Gylippe et les Syracusains profitèrent de leur repos pour envoyer des troupes élever, derrière eux, un mur sur le chemin par lequel ils étaient venus ; mais les Athéniens firent partir un détachement pour s’opposer à ce travail. Toute l’armée se rapprocha de la plaine et passa la nuit en chemin : le lendemain ils marchèrent en avant[1] ; mais les ennemis les entourèrent de toutes parts, et en blessèrent un grand nombre. Ils reculaient quand les Athéniens s’avançaient ; ils fondaient sur eux quand ils les voyaient reculer. Ils pressaient surtout les derniers rangs afin de répandre l’effroi dans toute l’armée, pour peu qu’ils les pussent obliger à fléchir. Cette manœuvre dura long-temps ; les Athéniens tinrent ferme. Ils firent ensuite une marche de cinq à six stades[2], et se reposèrent dans la plaine : les Syracusains s’éloignèrent, et regagnèrent leur camp.

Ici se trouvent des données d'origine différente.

// Copyright (c) 2025-2026 Adrian Robinson. Licensed under the AGPL-3.0.
// See LICENSE file in the project root for full license text.

//! Constraint AST for document search queries.
//!
//! Provides a type-safe way to describe which documents a search should
//! match, without hand-building the service's native query syntax. Leaf
//! constraints scope by location (`directory`), membership (`collection`),
//! exact field equality (`value`) or full-text containment (`word`);
//! boolean combinators compose them.
//!
//! # Example
//!
//! ```rust
//! use docsearch::query::Constraint;
//!
//! // Simple leaf constraints
//! let in_dir = Constraint::directory("/invoices/2026/");
//! let tagged = Constraint::collection("paid");
//!
//! // Pairwise boolean composition
//! let both = in_dir.and(tagged);
//!
//! // Variadic composition (fails on zero children)
//! let any = Constraint::any_of(vec![
//!     Constraint::value("status", "open"),
//!     Constraint::value("status", "disputed"),
//! ]).unwrap();
//!
//! // Negation
//! let not_draft = Constraint::collection("draft").negate();
//! # let _ = (both, any, not_draft);
//! ```

use serde::{Deserialize, Serialize};

use crate::error::QueryError;

/// One node of a search constraint tree.
///
/// Constructed through the associated functions below (or the
/// query-by-example and parsed-query translators) and never mutated
/// afterwards. The serialized form is the wire representation sent to the
/// service.
#[derive(Debug, Clone, PartialEq, Serialize, Deserialize)]
#[serde(rename_all = "camelCase")]
pub enum Constraint {
    /// Documents whose uri lies under a directory path.
    Directory { path: String },
    /// Documents belonging to a named collection.
    Collection { name: String },
    /// Exact equality on an indexed scalar field.
    Value { field: String, literal: FieldValue },
    /// Token-level full-text containment on a field.
    Word { field: String, text: String },
    /// All children must match.
    And { children: Vec<Constraint> },
    /// At least one child must match; enables relevance scoring across branches.
    Or { children: Vec<Constraint> },
    /// The child must not match.
    Not { child: Box<Constraint> },
    /// Placeholder for a parsed-query binding that has not been resolved.
    /// Rejected at build time; see [`crate::query::parsed`].
    Bound { name: String },
}

impl Constraint {
    /// Match documents whose uri lies under `path`.
    ///
    /// Directory scoping uses path-segment prefix semantics: `/a/b/` matches
    /// `/a/b/doc.json` and `/a/b/c/doc.json` but not `/a/bc/doc.json`. The
    /// trailing slash is normalized to exactly one.
    pub fn directory(path: impl Into<String>) -> Self {
        let mut path = path.into();
        while path.ends_with('/') {
            path.pop();
        }
        path.push('/');
        Self::Directory { path }
    }

    /// Match documents that belong to the named collection.
    pub fn collection(name: impl Into<String>) -> Self {
        Self::Collection { name: name.into() }
    }

    /// Match documents where `field` equals `literal` exactly.
    pub fn value(field: impl Into<String>, literal: impl Into<FieldValue>) -> Self {
        Self::Value {
            field: field.into(),
            literal: literal.into(),
        }
    }

    /// Match documents whose `field` contains the token `text`.
    pub fn word(field: impl Into<String>, text: impl Into<String>) -> Self {
        Self::Word {
            field: field.into(),
            text: text.into(),
        }
    }

    /// Combine all constraints conjunctively.
    ///
    /// A single child collapses to itself. Fails with
    /// [`QueryError::InvalidQuery`] when `children` is empty.
    pub fn all_of(children: Vec<Constraint>) -> Result<Self, QueryError> {
        match children.len() {
            0 => Err(QueryError::invalid("'and' requires at least one child")),
            1 => Ok(children.into_iter().next().unwrap()),
            _ => Ok(Self::And { children }),
        }
    }

    /// Combine all constraints disjunctively.
    ///
    /// A single child collapses to itself. Fails with
    /// [`QueryError::InvalidQuery`] when `children` is empty.
    pub fn any_of(children: Vec<Constraint>) -> Result<Self, QueryError> {
        match children.len() {
            0 => Err(QueryError::invalid("'or' requires at least one child")),
            1 => Ok(children.into_iter().next().unwrap()),
            _ => Ok(Self::Or { children }),
        }
    }

    /// Combine with AND.
    pub fn and(self, other: Constraint) -> Self {
        Self::And {
            children: vec![self, other],
        }
    }

    /// Combine with OR.
    pub fn or(self, other: Constraint) -> Self {
        Self::Or {
            children: vec![self, other],
        }
    }

    /// Negate this constraint.
    pub fn negate(self) -> Self {
        Self::Not {
            child: Box::new(self),
        }
    }

    /// Whether any branch of the tree uses full-text matching.
    ///
    /// Transports use this to decide whether relevance scores are
    /// meaningful for tie-breaking.
    #[must_use]
    pub fn uses_full_text(&self) -> bool {
        match self {
            Self::Word { .. } => true,
            Self::And { children } | Self::Or { children } => {
                children.iter().any(Constraint::uses_full_text)
            }
            Self::Not { child } => child.uses_full_text(),
            Self::Directory { .. }
            | Self::Collection { .. }
            | Self::Value { .. }
            | Self::Bound { .. } => false,
        }
    }

    /// Reject trees that cannot be compiled: empty combinators (possible via
    /// direct variant construction) and unresolved binding placeholders.
    pub(crate) fn validate(&self) -> Result<(), QueryError> {
        match self {
            Self::And { children } | Self::Or { children } => {
                if children.is_empty() {
                    return Err(QueryError::invalid("combinator has no children"));
                }
                for child in children {
                    child.validate()?;
                }
                Ok(())
            }
            Self::Not { child } => child.validate(),
            Self::Bound { name } => Err(QueryError::invalid(format!(
                "unresolved binding '{name}'; resolve it with parsed_from before building"
            ))),
            Self::Directory { .. }
            | Self::Collection { .. }
            | Self::Value { .. }
            | Self::Word { .. } => Ok(()),
        }
    }
}

/// Scalar literal for value constraints.
#[derive(Debug, Clone, PartialEq, Serialize, Deserialize)]
#[serde(untagged)]
pub enum FieldValue {
    /// Text value
    Text(String),
    /// Numeric value
    Numeric(f64),
    /// Boolean value
    Boolean(bool),
}

impl FieldValue {
    /// Compare against a raw JSON scalar with matching-type semantics.
    ///
    /// Numbers compare numerically regardless of integer/float encoding;
    /// mismatched types never match.
    #[must_use]
    pub fn equals_json(&self, other: &serde_json::Value) -> bool {
        match (self, other) {
            (Self::Text(s), serde_json::Value::String(o)) => s == o,
            (Self::Numeric(n), serde_json::Value::Number(o)) => {
                o.as_f64().is_some_and(|m| m == *n)
            }
            (Self::Boolean(b), serde_json::Value::Bool(o)) => b == o,
            _ => false,
        }
    }
}

impl From<&str> for FieldValue {
    fn from(s: &str) -> Self {
        Self::Text(s.to_string())
    }
}

impl From<String> for FieldValue {
    fn from(s: String) -> Self {
        Self::Text(s)
    }
}

impl From<f64> for FieldValue {
    fn from(n: f64) -> Self {
        Self::Numeric(n)
    }
}

impl From<i64> for FieldValue {
    fn from(n: i64) -> Self {
        Self::Numeric(n as f64)
    }
}

impl From<bool> for FieldValue {
    fn from(b: bool) -> Self {
        Self::Boolean(b)
    }
}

LXXX. L’armée était réduite à la dernière misère ; on manquait de munitions de toute espèce, et dans le grand nombre d’attaques qu’on avait souffertes, bien des soldats avaient été blessés. Nicias et Démosthène jugèrent à propos d’allumer, pendant la nuit, un grand nombre de feux, et d’emmener l’armée, non par le chemin qu’on avait d’abord résolu de suivre, mais du côté de la mer, par une route opposée à celle où les attendait l’ennemi ; elle ne conduisait pas à Catane, mais elle prenait de l’autre côté de la Sicile, et menait à Camarina, à Géla, à d’autres villes grecques et barbares situées dans cette partie de l’île. Les feux furent allumés, et l’on partit de nuit. Les troupes éprouvèrent des terreurs paniques, comme il arrive dans toutes les armées, surtout dans les armées considérables, et encore plus pendant la nuit, quand il faut marcher à travers le pays des ennemis et dans leur voisinage. La division de Nicias, qui formait l’avant-garde, continua de marcher, et prit beaucoup d’avance. Celle de Démosthène, qui formait à peu près la moitié de l’armée, se coupa, et marcha en désordre. Cependant, au point du jour[3], ils parvinrent au bord de la mer, prirent la route qu’on appelle hélorine, et s’avancèrent pour gagner le fleuve Cacyparis : ils voulaient en suivre le cours, et pénétrer dans le milieu des terres. Ils espéraient, par cette route, rencontrer les Sicules qu’ils avaient mandés. Parvenus au fleuve, ils y trouvèrent un détachement qui élevait un mur, et plantait des pilotis, pour leur couper le passage. Ils parvinrent à le forcer et passèrent. Les commandans leur firent continuer la marche, vers un autre fleuve, qu’on nomme Érinéum.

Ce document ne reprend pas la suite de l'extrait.